» Aim of the exercise: Copy each line of the records below that mentions the word "match".

» Provided data:
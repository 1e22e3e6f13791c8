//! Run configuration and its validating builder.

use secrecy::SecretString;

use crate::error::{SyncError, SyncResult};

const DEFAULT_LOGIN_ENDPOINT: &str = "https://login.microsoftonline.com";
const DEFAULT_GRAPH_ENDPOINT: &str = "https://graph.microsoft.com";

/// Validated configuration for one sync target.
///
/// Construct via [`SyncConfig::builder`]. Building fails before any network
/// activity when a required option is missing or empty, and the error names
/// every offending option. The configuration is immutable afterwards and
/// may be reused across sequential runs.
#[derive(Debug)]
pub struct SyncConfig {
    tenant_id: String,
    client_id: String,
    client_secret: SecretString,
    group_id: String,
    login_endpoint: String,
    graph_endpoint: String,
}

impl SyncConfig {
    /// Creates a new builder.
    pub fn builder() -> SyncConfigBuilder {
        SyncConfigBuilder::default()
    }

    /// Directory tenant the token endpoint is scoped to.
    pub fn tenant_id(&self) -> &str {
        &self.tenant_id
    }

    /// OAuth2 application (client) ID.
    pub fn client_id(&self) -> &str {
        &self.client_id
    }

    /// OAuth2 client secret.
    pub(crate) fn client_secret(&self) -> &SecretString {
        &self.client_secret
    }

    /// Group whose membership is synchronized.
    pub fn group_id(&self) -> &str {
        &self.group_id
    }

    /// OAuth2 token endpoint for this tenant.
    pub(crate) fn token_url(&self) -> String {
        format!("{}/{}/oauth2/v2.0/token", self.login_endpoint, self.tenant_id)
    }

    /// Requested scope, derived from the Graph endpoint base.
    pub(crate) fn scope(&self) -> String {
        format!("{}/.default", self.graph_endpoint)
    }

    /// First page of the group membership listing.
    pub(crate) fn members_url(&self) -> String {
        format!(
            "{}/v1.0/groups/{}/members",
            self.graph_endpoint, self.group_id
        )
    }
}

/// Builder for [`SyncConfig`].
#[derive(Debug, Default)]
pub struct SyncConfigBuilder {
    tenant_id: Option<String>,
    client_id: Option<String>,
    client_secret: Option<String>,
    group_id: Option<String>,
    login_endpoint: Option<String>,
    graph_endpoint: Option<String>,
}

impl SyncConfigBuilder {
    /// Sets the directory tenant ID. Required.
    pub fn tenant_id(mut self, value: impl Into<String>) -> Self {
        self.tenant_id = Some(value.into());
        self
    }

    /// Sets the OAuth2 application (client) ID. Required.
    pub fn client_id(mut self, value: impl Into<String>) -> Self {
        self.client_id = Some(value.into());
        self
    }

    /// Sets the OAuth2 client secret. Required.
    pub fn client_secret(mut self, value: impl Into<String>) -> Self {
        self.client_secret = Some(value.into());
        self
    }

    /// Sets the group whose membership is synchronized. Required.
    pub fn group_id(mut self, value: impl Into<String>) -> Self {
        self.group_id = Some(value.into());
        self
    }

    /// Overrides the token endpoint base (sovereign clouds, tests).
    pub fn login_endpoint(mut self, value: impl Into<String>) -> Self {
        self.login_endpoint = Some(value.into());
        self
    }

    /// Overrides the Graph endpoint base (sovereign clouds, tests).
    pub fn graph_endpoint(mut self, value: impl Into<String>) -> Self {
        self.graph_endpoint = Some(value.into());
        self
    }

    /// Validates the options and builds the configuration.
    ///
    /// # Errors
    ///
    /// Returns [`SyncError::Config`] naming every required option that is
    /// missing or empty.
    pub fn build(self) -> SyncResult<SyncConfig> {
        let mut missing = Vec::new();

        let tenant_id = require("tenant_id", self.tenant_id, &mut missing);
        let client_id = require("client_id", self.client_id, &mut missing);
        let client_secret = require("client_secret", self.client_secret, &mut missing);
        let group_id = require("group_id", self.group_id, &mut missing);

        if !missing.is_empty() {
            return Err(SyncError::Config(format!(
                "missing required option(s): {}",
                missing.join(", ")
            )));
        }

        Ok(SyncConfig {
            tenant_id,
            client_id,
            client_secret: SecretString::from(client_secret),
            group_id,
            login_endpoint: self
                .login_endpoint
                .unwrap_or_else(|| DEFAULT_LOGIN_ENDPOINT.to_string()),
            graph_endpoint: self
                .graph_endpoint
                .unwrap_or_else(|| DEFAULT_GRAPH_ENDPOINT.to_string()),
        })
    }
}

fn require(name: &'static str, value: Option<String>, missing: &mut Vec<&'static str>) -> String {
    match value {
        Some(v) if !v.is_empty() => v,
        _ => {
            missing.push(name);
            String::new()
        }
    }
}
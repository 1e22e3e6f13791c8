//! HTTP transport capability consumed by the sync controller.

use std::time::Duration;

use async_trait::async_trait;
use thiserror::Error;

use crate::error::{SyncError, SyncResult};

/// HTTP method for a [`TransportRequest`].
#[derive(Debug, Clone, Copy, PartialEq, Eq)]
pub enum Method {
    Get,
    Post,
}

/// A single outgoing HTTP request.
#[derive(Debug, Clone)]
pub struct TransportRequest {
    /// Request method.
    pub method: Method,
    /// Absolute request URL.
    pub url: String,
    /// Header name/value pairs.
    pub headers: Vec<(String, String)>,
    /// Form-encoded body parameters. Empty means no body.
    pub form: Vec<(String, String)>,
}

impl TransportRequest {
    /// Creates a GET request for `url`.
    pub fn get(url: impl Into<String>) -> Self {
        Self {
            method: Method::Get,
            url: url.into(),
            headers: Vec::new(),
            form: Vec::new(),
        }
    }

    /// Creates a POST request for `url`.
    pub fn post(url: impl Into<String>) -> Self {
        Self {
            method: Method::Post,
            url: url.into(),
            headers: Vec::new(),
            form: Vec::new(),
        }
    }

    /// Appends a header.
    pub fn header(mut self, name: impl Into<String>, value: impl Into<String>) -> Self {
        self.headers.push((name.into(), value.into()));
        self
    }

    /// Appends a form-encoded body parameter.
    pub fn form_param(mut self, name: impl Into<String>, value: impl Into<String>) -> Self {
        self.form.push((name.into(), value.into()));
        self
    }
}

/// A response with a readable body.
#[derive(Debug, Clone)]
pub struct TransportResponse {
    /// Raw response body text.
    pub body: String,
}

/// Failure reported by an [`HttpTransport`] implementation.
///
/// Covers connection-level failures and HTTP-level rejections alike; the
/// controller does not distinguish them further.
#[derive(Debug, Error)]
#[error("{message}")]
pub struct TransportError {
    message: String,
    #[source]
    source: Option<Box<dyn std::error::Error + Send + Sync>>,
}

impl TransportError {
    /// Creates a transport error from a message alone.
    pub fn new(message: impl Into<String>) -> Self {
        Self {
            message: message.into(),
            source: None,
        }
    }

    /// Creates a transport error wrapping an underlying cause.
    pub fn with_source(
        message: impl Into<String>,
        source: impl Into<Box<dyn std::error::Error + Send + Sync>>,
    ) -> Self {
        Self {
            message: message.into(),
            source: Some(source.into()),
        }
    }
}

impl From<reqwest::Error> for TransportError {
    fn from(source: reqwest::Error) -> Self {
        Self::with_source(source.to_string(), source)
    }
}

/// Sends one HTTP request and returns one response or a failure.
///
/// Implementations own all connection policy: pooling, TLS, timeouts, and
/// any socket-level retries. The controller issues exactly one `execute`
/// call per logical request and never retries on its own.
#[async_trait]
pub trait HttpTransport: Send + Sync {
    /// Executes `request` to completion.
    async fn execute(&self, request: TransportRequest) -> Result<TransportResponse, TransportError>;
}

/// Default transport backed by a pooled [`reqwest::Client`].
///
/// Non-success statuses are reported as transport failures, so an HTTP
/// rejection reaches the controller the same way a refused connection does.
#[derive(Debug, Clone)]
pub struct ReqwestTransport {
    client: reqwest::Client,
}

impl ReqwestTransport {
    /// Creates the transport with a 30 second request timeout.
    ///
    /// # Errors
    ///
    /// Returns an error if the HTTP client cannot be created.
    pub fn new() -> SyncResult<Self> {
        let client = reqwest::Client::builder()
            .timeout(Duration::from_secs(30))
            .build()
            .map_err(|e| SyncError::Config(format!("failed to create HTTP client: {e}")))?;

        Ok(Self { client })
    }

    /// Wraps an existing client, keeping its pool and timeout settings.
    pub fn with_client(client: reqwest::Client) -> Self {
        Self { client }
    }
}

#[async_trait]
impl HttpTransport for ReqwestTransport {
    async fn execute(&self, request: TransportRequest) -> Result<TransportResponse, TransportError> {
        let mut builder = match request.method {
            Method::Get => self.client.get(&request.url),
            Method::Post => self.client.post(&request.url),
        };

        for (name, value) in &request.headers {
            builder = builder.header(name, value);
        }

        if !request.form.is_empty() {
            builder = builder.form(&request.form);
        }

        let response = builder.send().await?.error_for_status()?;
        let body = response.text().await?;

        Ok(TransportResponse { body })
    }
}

» Task result:
    match value {
        let mut builder = match request.method {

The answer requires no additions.